EXERCISE DESCRIPTION:
When a line of the entries contains the word "Number", report that line.
··· RECORDS FOR THE EXERCISE
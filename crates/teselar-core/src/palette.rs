//! Ordinal category palette.
//!
//! Categories are assigned colors by first-seen order from a fixed list of
//! 20 base colors, each softened by blending 20% toward white. Once the
//! distinct-category count exceeds the palette, colors cycle.

use crate::color::Color;
use std::collections::HashMap;
use tracing::warn;

/// The fixed ordinal palette (d3 `schemeCategory20` ordering).
pub const ORDINAL_COLORS: [&str; 20] = [
    "#1f77b4", "#aec7e8", "#ff7f0e", "#ffbb78", "#2ca02c", "#98df8a", "#d62728", "#ff9896",
    "#9467bd", "#c5b0d5", "#8c564b", "#c49c94", "#e377c2", "#f7b6d2", "#7f7f7f", "#c7c7c7",
    "#bcbd22", "#dbdb8d", "#17becf", "#9edae5",
];

/// Fraction blended toward white to soften saturation.
const FADE: f32 = 0.2;

/// Memoized category-to-color assignment.
///
/// The first time a category is seen it receives
/// `palette[seen_count % palette_len]`; repeats reuse the stored color.
/// Assignment order is whatever order the caller asks in, which for a
/// treemap is the depth-first leaf order of the sorted hierarchy.
#[derive(Debug, Clone)]
pub struct CategoryPalette {
    colors: Vec<Color>,
    order: Vec<String>,
    assigned: HashMap<String, usize>,
}

impl CategoryPalette {
    /// Create a palette from the built-in ordinal colors.
    #[must_use]
    pub fn new() -> Self {
        let colors = ORDINAL_COLORS
            .iter()
            .map(|hex| {
                Color::from_hex(hex)
                    .expect("built-in palette entries are valid hex")
                    .faded(FADE)
            })
            .collect();
        Self {
            colors,
            order: Vec::new(),
            assigned: HashMap::new(),
        }
    }

    /// Number of base colors before cycling.
    #[must_use]
    pub fn palette_len(&self) -> usize {
        self.colors.len()
    }

    /// Get the color for a category, assigning one on first sight.
    pub fn color_for(&mut self, category: &str) -> Color {
        if let Some(&index) = self.assigned.get(category) {
            return self.colors[index % self.colors.len()];
        }
        let index = self.order.len();
        if index == self.colors.len() {
            warn!(
                categories = index + 1,
                palette = self.colors.len(),
                "distinct categories exceed palette size; colors will cycle"
            );
        }
        self.assigned.insert(category.to_string(), index);
        self.order.push(category.to_string());
        self.colors[index % self.colors.len()]
    }

    /// Look up an already-assigned color without assigning.
    #[must_use]
    pub fn get(&self, category: &str) -> Option<Color> {
        self.assigned
            .get(category)
            .map(|&index| self.colors[index % self.colors.len()])
    }

    /// Distinct categories in first-seen order.
    #[must_use]
    pub fn categories(&self) -> &[String] {
        &self.order
    }

    /// Number of distinct categories seen so far.
    #[must_use]
    pub fn len(&self) -> usize {
        self.order.len()
    }

    /// Check whether no categories have been assigned yet.
    #[must_use]
    pub fn is_empty(&self) -> bool {
        self.order.is_empty()
    }
}

impl Default for CategoryPalette {
    fn default() -> Self {
        Self::new()
    }
}

#[cfg(test)]
mod tests {
    use super::*;

    #[test]
    fn test_palette_has_twenty_colors() {
        assert_eq!(CategoryPalette::new().palette_len(), 20);
    }

    #[test]
    fn test_color_for_is_stable() {
        let mut palette = CategoryPalette::new();
        let first = palette.color_for("Action");
        let _ = palette.color_for("Drama");
        assert_eq!(palette.color_for("Action"), first);
    }

    #[test]
    fn test_nth_distinct_category_maps_to_nth_color() {
        let mut palette = CategoryPalette::new();
        for i in 0..20 {
            let color = palette.color_for(&format!("cat{i}"));
            let expected = Color::from_hex(ORDINAL_COLORS[i]).unwrap().faded(0.2);
            assert_eq!(color, expected, "category index {i}");
        }
    }

    #[test]
    fn test_colors_cycle_past_palette_size() {
        let mut palette = CategoryPalette::new();
        for i in 0..20 {
            let _ = palette.color_for(&format!("cat{i}"));
        }
        let wrapped = palette.color_for("cat20");
        assert_eq!(wrapped, Color::from_hex(ORDINAL_COLORS[0]).unwrap().faded(0.2));
        assert_eq!(palette.len(), 21);
    }

    #[test]
    fn test_first_seen_order_preserved() {
        let mut palette = CategoryPalette::new();
        let _ = palette.color_for("Wii");
        let _ = palette.color_for("DS");
        let _ = palette.color_for("Wii");
        let _ = palette.color_for("X360");
        assert_eq!(palette.categories(), ["Wii", "DS", "X360"]);
    }

    #[test]
    fn test_get_does_not_assign() {
        let mut palette = CategoryPalette::new();
        assert!(palette.get("PS2").is_none());
        let assigned = palette.color_for("PS2");
        assert_eq!(palette.get("PS2"), Some(assigned));
    }

    #[test]
    fn test_colors_are_faded() {
        let mut palette = CategoryPalette::new();
        let color = palette.color_for("anything");
        let base = Color::from_hex(ORDINAL_COLORS[0]).unwrap();
        assert!(color.r > base.r);
    }
}
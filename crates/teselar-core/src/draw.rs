//! Draw commands.
//!
//! All rendering reduces to these primitives; backends replay them.

use crate::widget::TextStyle;
use crate::{Color, Point, Rect};
use serde::{Deserialize, Serialize};

/// Stroke style for outlines.
#[derive(Debug, Clone, PartialEq, Serialize, Deserialize)]
pub struct StrokeStyle {
    /// Stroke color
    pub color: Color,
    /// Stroke width in pixels
    pub width: f32,
}

impl Default for StrokeStyle {
    fn default() -> Self {
        Self {
            color: Color::BLACK,
            width: 1.0,
        }
    }
}

/// Box style for rectangles.
#[derive(Debug, Clone, PartialEq, Serialize, Deserialize)]
pub struct BoxStyle {
    /// Fill color (None = no fill)
    pub fill: Option<Color>,
    /// Stroke style (None = no stroke)
    pub stroke: Option<StrokeStyle>,
}

impl Default for BoxStyle {
    fn default() -> Self {
        Self {
            fill: Some(Color::WHITE),
            stroke: None,
        }
    }
}

impl BoxStyle {
    /// Create a box with only fill color.
    #[must_use]
    pub fn fill(color: Color) -> Self {
        Self {
            fill: Some(color),
            stroke: None,
        }
    }

    /// Create a box with only stroke.
    #[must_use]
    pub fn stroke(style: StrokeStyle) -> Self {
        Self {
            fill: None,
            stroke: Some(style),
        }
    }
}

/// Drawing primitive - all rendering reduces to these.
#[derive(Debug, Clone, PartialEq, Serialize, Deserialize)]
pub enum DrawCommand {
    /// Draw a rectangle
    Rect {
        /// Rectangle bounds
        bounds: Rect,
        /// Box style
        style: BoxStyle,
    },

    /// Draw text
    Text {
        /// Text content
        content: String,
        /// Baseline position
        position: Point,
        /// Text style
        style: TextStyle,
    },

    /// Clip to bounds
    Clip {
        /// Clip bounds
        bounds: Rect,
        /// Child command
        child: Box<DrawCommand>,
    },

    /// Apply opacity
    Opacity {
        /// Alpha value (0.0 - 1.0)
        alpha: f32,
        /// Child command
        child: Box<DrawCommand>,
    },
}

impl DrawCommand {
    /// Create a filled rectangle.
    #[must_use]
    pub fn filled_rect(bounds: Rect, color: Color) -> Self {
        Self::Rect {
            bounds,
            style: BoxStyle::fill(color),
        }
    }

    /// Create a stroked rectangle.
    #[must_use]
    pub fn stroked_rect(bounds: Rect, stroke: StrokeStyle) -> Self {
        Self::Rect {
            bounds,
            style: BoxStyle::stroke(stroke),
        }
    }

    /// Wrap with clip bounds.
    #[must_use]
    pub fn with_clip(self, bounds: Rect) -> Self {
        Self::Clip {
            bounds,
            child: Box::new(self),
        }
    }

    /// Wrap with opacity.
    #[must_use]
    pub fn with_opacity(self, alpha: f32) -> Self {
        Self::Opacity {
            alpha,
            child: Box::new(self),
        }
    }
}
//! End-to-end pipeline tests: JSON document to painted scene.

use teselar::{Color, Dataset, Diagram, DrawCommand, Event, Hierarchy, Point, TreemapLayout};

/// A miniature dataset in the shape of the hosted video-game document:
/// platform groups holding valued leaves.
const VIDEO_GAMES: &str = r#"{
    "name": "Video Game Sales Data Top 100",
    "children": [
        {
            "name": "Wii",
            "children": [
                {"name": "WiiSports", "category": "Wii", "value": "82.9"},
                {"name": "MarioKartWii", "category": "Wii", "value": "35.52"}
            ]
        },
        {
            "name": "DS",
            "children": [
                {"name": "Nintendogs", "category": "DS", "value": "24.67"}
            ]
        },
        {
            "name": "X360",
            "children": [
                {"name": "KinectAdventures", "category": "X360", "value": "21.81"}
            ]
        }
    ]
}"#;

#[test]
fn two_leaf_canvas_splits_proportionally() {
    let json = r#"{
        "name": "root",
        "children": [
            {"name": "A", "category": "c", "value": 10},
            {"name": "B", "category": "c", "value": 30}
        ]
    }"#;
    let mut hierarchy = Hierarchy::from_json(json).unwrap();
    TreemapLayout::new(100.0, 100.0, 0.0).compute(&mut hierarchy);

    let a = hierarchy
        .leaves()
        .iter()
        .map(|&id| hierarchy.node(id))
        .find(|n| n.name == "A")
        .unwrap()
        .bounds
        .unwrap();
    let b = hierarchy
        .leaves()
        .iter()
        .map(|&id| hierarchy.node(id))
        .find(|n| n.name == "B")
        .unwrap()
        .bounds
        .unwrap();

    assert!((b.area() - 7500.0).abs() < 1e-3);
    assert!((a.area() - 2500.0).abs() < 1e-3);
    assert!(b.intersection(&a).is_none());
}

#[test]
fn realistic_document_loads_and_paints() {
    let diagram = Diagram::load(Dataset::VideoGames, VIDEO_GAMES).unwrap();

    assert_eq!(diagram.treemap().tiles().len(), 4);
    assert_eq!(diagram.legend().entries().len(), 3);
    assert_eq!(diagram.title(), "Video Game Sales");
    assert_eq!(
        diagram.description(),
        "Top 100 Most Sold Video Games Grouped by Platform"
    );

    let scene = diagram.scene();
    assert!(!scene.is_empty());
    let rects = scene
        .iter()
        .filter(|c| matches!(c, DrawCommand::Rect { .. }))
        .count();
    // 4 tile fills + 3 legend swatches.
    assert_eq!(rects, 7);
}

#[test]
fn tiles_stay_within_canvas() {
    let diagram = Diagram::load(Dataset::VideoGames, VIDEO_GAMES).unwrap();
    for tile in diagram.treemap().tiles() {
        assert!(tile.bounds.x >= 0.0, "{}", tile.node_id);
        assert!(tile.bounds.y >= 0.0, "{}", tile.node_id);
        assert!(tile.bounds.right() <= 950.0 + 1e-3, "{}", tile.node_id);
        assert!(tile.bounds.bottom() <= 550.0 + 1e-3, "{}", tile.node_id);
    }
}

#[test]
fn tile_fill_matches_its_legend_swatch() {
    let diagram = Diagram::load(Dataset::VideoGames, VIDEO_GAMES).unwrap();
    for tile in diagram.treemap().tiles() {
        let entry = diagram.legend().entry_for(&tile.category).unwrap();
        assert_eq!(tile.fill, entry.color);
    }
}

#[test]
fn hover_tooltip_reports_tile_attributes() {
    let json = r#"{
        "name": "root",
        "children": [
            {"name": "Foo", "category": "cat1", "value": 5},
            {"name": "Bar", "category": "cat2", "value": 15}
        ]
    }"#;
    let mut diagram = Diagram::load(Dataset::VideoGames, json).unwrap();

    let bounds = diagram.treemap().tile_by_id("root.Foo").unwrap().bounds;
    let pointer = Point::new(
        bounds.x + bounds.width / 2.0,
        bounds.y + bounds.height / 2.0,
    );
    diagram.handle_event(&Event::MouseMove { position: pointer });

    let tooltip = diagram.hover().tooltip();
    assert!(tooltip.is_visible());
    assert_eq!(tooltip.lines(), ["Name: Foo", "Category: cat1", "Value: 5"]);
    assert_eq!(tooltip.data_value(), Some(5.0));
    assert_eq!(tooltip.position(), pointer.offset(10.0, -28.0));

    diagram.handle_event(&Event::MouseLeave);
    assert!(!diagram.hover().tooltip().is_visible());
}

#[test]
fn reload_resets_hover_to_idle() {
    let mut diagram = Diagram::load(Dataset::VideoGames, VIDEO_GAMES).unwrap();
    let bounds = diagram.treemap().tiles()[0].bounds;
    diagram.handle_event(&Event::MouseMove {
        position: Point::new(bounds.x + 1.0, bounds.y + 1.0),
    });
    assert!(diagram.hover().hovered().is_some());

    let diagram = Diagram::load(Dataset::VideoGames, VIDEO_GAMES).unwrap();
    assert!(diagram.hover().hovered().is_none());
    assert!(!diagram.hover().tooltip().is_visible());
}

#[test]
fn failed_load_produces_no_diagram() {
    assert!(Diagram::load(Dataset::Kickstarter, "[1, 2, 3]").is_err());
    assert!(Diagram::load(Dataset::Kickstarter, "").is_err());
}

#[test]
fn category_colors_are_faded_base_palette() {
    let diagram = Diagram::load(Dataset::VideoGames, VIDEO_GAMES).unwrap();
    // First-seen category takes the first palette color, softened 20%
    // toward white.
    let expected = Color::from_hex("#1f77b4").unwrap().faded(0.2);
    assert_eq!(diagram.legend().entries()[0].color, expected);
}

#[test]
fn determinism_across_loads() {
    let first = Diagram::load(Dataset::VideoGames, VIDEO_GAMES).unwrap();
    let second = Diagram::load(Dataset::VideoGames, VIDEO_GAMES).unwrap();
    assert_eq!(first.treemap().tiles(), second.treemap().tiles());
    assert_eq!(first.scene(), second.scene());
}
······
TASK SOLUTION:
    /// Number of base colors before cycling.
    /// Number of distinct categories seen so far.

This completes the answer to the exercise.